▶ Brief:
Within the entries below, the lines from the one with "stack::push(self.clone());" through the one with "pub fn exit(&self, fault: Option<Fault>)" are to be set down exactly, both ends kept.

Start of Data supplied

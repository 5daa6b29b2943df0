//! Request-scoped execution contexts.
//!
//! An [`ExecutionContext`] is one unit of work. Entering it runs the
//! context middleware; resources are created on first use; exiting tears
//! everything down in a fixed order:
//!
//! 1. Middleware is released in reverse registration order. Each sees the
//!    in-flight fault and may pass it through, suppress it, or replace it.
//! 2. The teardown hook runs. Its errors are recorded, not raised.
//! 3. Every resource that became ready is released exactly once. Their
//!    errors are recorded, not raised.
//! 4. The surviving fault, if any, is returned to the caller.
//! 5. The final hook runs and the context leaves the active stack.
//!
//! Recorded errors are available from [`ExecutionContext::exit_errors`].

mod stack;

use std::any::{Any, type_name};
use std::cell::{Cell, RefCell};
use std::collections::HashMap;
use std::fmt;
use std::rc::Rc;
use std::sync::Arc;
use std::sync::atomic::{AtomicU64, Ordering};

use tracing::{debug, warn};

use crate::dispatch::Dal;
use crate::errors::DalError;
use crate::fault::Fault;
use crate::manager::DataManager;
use crate::meta::Meta;
use crate::middleware::MiddlewareProvider;
use crate::protocol::{self, Closing, Step};
use crate::resource::{ResourceProvider, ResourceValue};

pub use self::stack::depth as active_depth;
pub(crate) use self::stack::top_for as innermost_for;

/// Tracing target for context lifecycle events.
pub(crate) const CONTEXT_TARGET: &str = concat!(env!("CARGO_PKG_NAME"), "::context");

static NEXT_CONTEXT_ID: AtomicU64 = AtomicU64::new(1);

/// Lifecycle states of a context.
#[derive(Debug, Clone, Copy, PartialEq, Eq, Hash)]
pub enum LifecycleState {
    /// Built but never entered.
    Created,
    /// Middleware is being set up.
    Setup,
    /// Setup completed; the body is running.
    Active,
    /// Teardown is in progress.
    Exiting,
    /// Teardown finished. The context cannot be used again.
    Exited,
}

impl LifecycleState {
    /// Canonical lower-case name.
    #[must_use]
    pub const fn as_str(self) -> &'static str {
        match self {
            Self::Created => "created",
            Self::Setup => "setup",
            Self::Active => "active",
            Self::Exiting => "exiting",
            Self::Exited => "exited",
        }
    }

    /// Returns `true` when new resources may be created.
    #[must_use]
    pub const fn can_create_resources(self) -> bool {
        matches!(self, Self::Setup | Self::Active)
    }

    /// Returns `true` between the start of setup and the end of teardown.
    #[must_use]
    pub const fn is_open(self) -> bool {
        matches!(self, Self::Setup | Self::Active | Self::Exiting)
    }
}

impl fmt::Display for LifecycleState {
    fn fmt(&self, formatter: &mut fmt::Formatter<'_>) -> fmt::Result {
        formatter.write_str(self.as_str())
    }
}

/// Where a recorded exit error came from.
#[derive(Debug, Clone, PartialEq, Eq)]
pub enum ExitSource {
    /// A resource failed while closing.
    Resource(String),
    /// The teardown hook failed.
    TeardownHook,
}

impl fmt::Display for ExitSource {
    fn fmt(&self, formatter: &mut fmt::Formatter<'_>) -> fmt::Result {
        match self {
            Self::Resource(name) => write!(formatter, "resource '{name}'"),
            Self::TeardownHook => formatter.write_str("teardown hook"),
        }
    }
}

/// An error captured during teardown instead of being raised.
#[derive(Debug, Clone)]
pub struct ExitError {
    source: ExitSource,
    fault: Fault,
}

impl ExitError {
    /// Where the error came from.
    #[must_use]
    pub fn source(&self) -> &ExitSource {
        &self.source
    }

    /// The captured fault.
    #[must_use]
    pub fn fault(&self) -> &Fault {
        &self.fault
    }
}

impl fmt::Display for ExitError {
    fn fmt(&self, formatter: &mut fmt::Formatter<'_>) -> fmt::Result {
        write!(formatter, "{}: {}", self.source, self.fault)
    }
}

struct ContextInner {
    id: u64,
    manager: Arc<DataManager>,
    meta: Meta,
    state: Cell<LifecycleState>,
    resources: RefCell<HashMap<String, ResourceValue>>,
    providers: RefCell<Vec<(String, ResourceProvider)>>,
    middleware: RefCell<Vec<(String, MiddlewareProvider)>>,
    exit_errors: RefCell<Vec<ExitError>>,
}

/// Handle to one unit of work.
///
/// Clones share the same context. Contexts are confined to the thread that
/// created them.
#[derive(Clone)]
pub struct ExecutionContext {
    inner: Rc<ContextInner>,
}

impl ExecutionContext {
    pub(crate) fn new(manager: Arc<DataManager>, meta: Meta) -> Self {
        Self {
            inner: Rc::new(ContextInner {
                id: NEXT_CONTEXT_ID.fetch_add(1, Ordering::Relaxed),
                manager,
                meta,
                state: Cell::new(LifecycleState::Created),
                resources: RefCell::new(HashMap::new()),
                providers: RefCell::new(Vec::new()),
                middleware: RefCell::new(Vec::new()),
                exit_errors: RefCell::new(Vec::new()),
            }),
        }
    }

    /// Process-unique identifier, used in log events.
    #[must_use]
    pub fn id(&self) -> u64 {
        self.inner.id
    }

    /// Current lifecycle state.
    #[must_use]
    pub fn state(&self) -> LifecycleState {
        self.inner.state.get()
    }

    /// Read-only metadata supplied at construction.
    #[must_use]
    pub fn meta(&self) -> &Meta {
        &self.inner.meta
    }

    /// The manager that owns this context.
    #[must_use]
    pub fn manager(&self) -> &Arc<DataManager> {
        &self.inner.manager
    }

    /// Command entry point bound to this context's manager.
    #[must_use]
    pub fn dal(&self) -> Dal {
        self.inner.manager.dal()
    }

    /// Returns `true` when both handles refer to the same context.
    #[must_use]
    pub fn is_same(&self, other: &Self) -> bool {
        Rc::ptr_eq(&self.inner, &other.inner)
    }

    /// Returns `true` once `name` has been created in this context.
    #[must_use]
    pub fn contains(&self, name: &str) -> bool {
        self.inner.resources.borrow().contains_key(name)
    }

    /// Errors captured while closing resources or running the teardown hook.
    #[must_use]
    pub fn exit_errors(&self) -> Vec<ExitError> {
        self.inner.exit_errors.borrow().clone()
    }

    /// Returns the resource `name` as a `T`, creating it on first use.
    ///
    /// # Errors
    ///
    /// Fails as [`ExecutionContext::resource_value`] does, and with
    /// [`DalError::ResourceType`] when the value is not a `T`.
    pub fn resource<T>(&self, name: &str) -> Result<Arc<T>, Fault>
    where
        T: Any + Send + Sync,
    {
        self.resource_value(name)?
            .downcast::<T>()
            .map_err(|_| DalError::resource_type(name, type_name::<T>()).into())
    }

    /// Returns the resource `name`, creating it on first use.
    ///
    /// Cached values are readable during setup, while active, and during
    /// teardown. New values can only be created during setup or while
    /// active.
    ///
    /// # Errors
    ///
    /// - [`DalError::InvalidState`] outside the permitted states.
    /// - [`DalError::UnknownResource`] when nothing is registered as `name`.
    /// - [`DalError::ResourceSetup`] when the provider finishes without a
    ///   value.
    /// - Any fault raised by the provider while acquiring, unchanged.
    pub fn resource_value(&self, name: &str) -> Result<ResourceValue, Fault> {
        let state = self.state();
        if !state.is_open() {
            return Err(DalError::invalid_state("resource access", state).into());
        }
        if let Some(value) = self.inner.resources.borrow().get(name) {
            return Ok(Arc::clone(value));
        }
        if !state.can_create_resources() {
            return Err(DalError::invalid_state("resource creation", state).into());
        }

        let resource = self
            .inner
            .manager
            .resource(name)
            .ok_or_else(|| DalError::unknown_resource(name))?;
        let mut provider = resource.provider(self);
        match provider.acquire(self)? {
            Step::Ready(value) => {
                debug!(
                    target: CONTEXT_TARGET,
                    context = self.id(),
                    resource = name,
                    "resource ready"
                );
                self.inner
                    .resources
                    .borrow_mut()
                    .insert(name.to_owned(), Arc::clone(&value));
                self.inner
                    .providers
                    .borrow_mut()
                    .push((name.to_owned(), provider));
                Ok(value)
            }
            Step::Done => Err(DalError::resource_setup(name).into()),
        }
    }

    /// Enters the context: pushes it onto the active stack, runs the setup
    /// hook, and sets up every middleware in registration order.
    ///
    /// When setup fails, teardown runs before the error is returned, so any
    /// middleware or resource that did start is cleaned up. A panic during
    /// setup tears the context down the same way before unwinding further.
    ///
    /// # Errors
    ///
    /// - [`DalError::Reuse`] when the context was entered before.
    /// - [`DalError::MiddlewareSetup`] when middleware opts out of setup.
    /// - The setup failure, or the fault that replaced it during teardown.
    pub fn enter(&self) -> Result<(), Fault> {
        if self.state() != LifecycleState::Created {
            return Err(DalError::Reuse.into());
        }
        self.set_state(LifecycleState::Setup);
        debug!(target: CONTEXT_TARGET, context = self.id(), "entering context");

        let guard = ExitOnUnwind::new(self, "context setup panicked");
        let setup = self.setup();
        std::mem::forget(guard);
        if let Err(failure) = setup {
            debug!(
                target: CONTEXT_TARGET,
                context = self.id(),
                error = %failure,
                "context setup failed"
            );
            return Err(self.exit(Some(failure.clone())).err().unwrap_or(failure));
        }

        self.set_state(LifecycleState::Active);
        Ok(())
    }

    fn setup(&self) -> Result<(), Fault> {
        stack::push(self.clone());
        self.inner.manager.hooks().setup(self)?;

        let pending: Vec<(String, MiddlewareProvider)> = self
            .inner
            .manager
            .context_middleware()
            .iter()
            .map(|middleware| (middleware.name().to_owned(), middleware.provider(self)))
            .collect();

        for (name, mut provider) in pending {
            match provider.acquire(self)? {
                Step::Ready(()) => self.inner.middleware.borrow_mut().push((name, provider)),
                Step::Done => return Err(DalError::middleware_setup(name).into()),
            }
        }
        Ok(())
    }

    /// Exits the context, running teardown with `fault` in flight.
    ///
    /// # Errors
    ///
    /// - [`DalError::InvalidState`] when the context is not in setup or
    ///   active.
    /// - The fault that survived middleware teardown.
    pub fn exit(&self, fault: Option<Fault>) -> Result<(), Fault> {
        let state = self.state();
        if !state.can_create_resources() {
            return Err(DalError::invalid_state("context exit", state).into());
        }
        self.set_state(LifecycleState::Exiting);
        debug!(
            target: CONTEXT_TARGET,
            context = self.id(),
            fault = fault.as_ref().map(tracing::field::display),
            "exiting context"
        );

        let in_flight = self.release_middleware(fault);

        if let Err(error) = self
            .inner
            .manager
            .hooks()
            .teardown(self, in_flight.as_ref())
        {
            self.record_exit_error(ExitSource::TeardownHook, error);
        }

        self.release_resources(in_flight.as_ref());

        self.inner
            .manager
            .hooks()
            .finished(self, in_flight.as_ref());
        stack::remove(self);
        self.inner.resources.borrow_mut().clear();
        self.set_state(LifecycleState::Exited);
        debug!(target: CONTEXT_TARGET, context = self.id(), "context exited");

        in_flight.map_or(Ok(()), Err)
    }

    fn release_middleware(&self, fault: Option<Fault>) -> Option<Fault> {
        let providers = std::mem::take(&mut *self.inner.middleware.borrow_mut());
        let mut in_flight = fault;
        for (name, mut provider) in providers.into_iter().rev() {
            match protocol::close(provider.as_mut(), self, in_flight.as_ref(), &name) {
                Closing::Closed | Closing::PassedThrough => {}
                Closing::Suppressed => {
                    debug!(
                        target: CONTEXT_TARGET,
                        context = self.id(),
                        middleware = %name,
                        "middleware suppressed fault"
                    );
                    in_flight = None;
                }
                Closing::Raised(replacement) => {
                    debug!(
                        target: CONTEXT_TARGET,
                        context = self.id(),
                        middleware = %name,
                        error = %replacement,
                        "middleware raised during teardown"
                    );
                    in_flight = Some(replacement);
                }
            }
        }
        in_flight
    }

    fn release_resources(&self, in_flight: Option<&Fault>) {
        let providers = std::mem::take(&mut *self.inner.providers.borrow_mut());
        for (name, mut provider) in providers.into_iter().rev() {
            if let Closing::Raised(error) =
                protocol::close(provider.as_mut(), self, in_flight, &name)
            {
                self.record_exit_error(ExitSource::Resource(name), error);
            }
        }
    }

    /// Runs `body` inside the context.
    ///
    /// Returns `Ok(Some(value))` on success and `Ok(None)` when the body
    /// failed but middleware suppressed the fault. If the body panics, the
    /// context is still torn down before the panic continues.
    ///
    /// # Errors
    ///
    /// Returns setup failures and any fault that survives teardown.
    pub fn scope<T, F>(&self, body: F) -> Result<Option<T>, Fault>
    where
        F: FnOnce(&Self) -> Result<T, Fault>,
    {
        self.enter()?;
        let guard = ExitOnUnwind::new(self, "context body panicked");
        let outcome = body(self);
        std::mem::forget(guard);
        match outcome {
            Ok(value) => self.exit(None).map(|()| Some(value)),
            Err(fault) => self.exit(Some(fault)).map(|()| None),
        }
    }

    pub(crate) fn belongs_to(&self, manager: &DataManager) -> bool {
        std::ptr::eq(Arc::as_ptr(&self.inner.manager), manager)
    }

    fn set_state(&self, state: LifecycleState) {
        self.inner.state.set(state);
    }

    fn record_exit_error(&self, source: ExitSource, fault: Fault) {
        warn!(
            target: CONTEXT_TARGET,
            context = self.id(),
            source = %source,
            error = %fault,
            "captured error during context exit"
        );
        self.inner
            .exit_errors
            .borrow_mut()
            .push(ExitError { source, fault });
    }
}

End of Data supplied

▶ Your solution:
        stack::push(self.clone());
        self.inner.manager.hooks().setup(self)?;

        let pending: Vec<(String, MiddlewareProvider)> = self
            .inner
            .manager
            .context_middleware()
            .iter()
            .map(|middleware| (middleware.name().to_owned(), middleware.provider(self)))
            .collect();

        for (name, mut provider) in pending {
            match provider.acquire(self)? {
                Step::Ready(()) => self.inner.middleware.borrow_mut().push((name, provider)),
                Step::Done => return Err(DalError::middleware_setup(name).into()),
            }
        }
        Ok(())
    }

    /// Exits the context, running teardown with `fault` in flight.
    ///
    /// # Errors
    ///
    /// - [`DalError::InvalidState`] when the context is not in setup or
    ///   active.
    /// - The fault that survived middleware teardown.
    pub fn exit(&self, fault: Option<Fault>) -> Result<(), Fault> {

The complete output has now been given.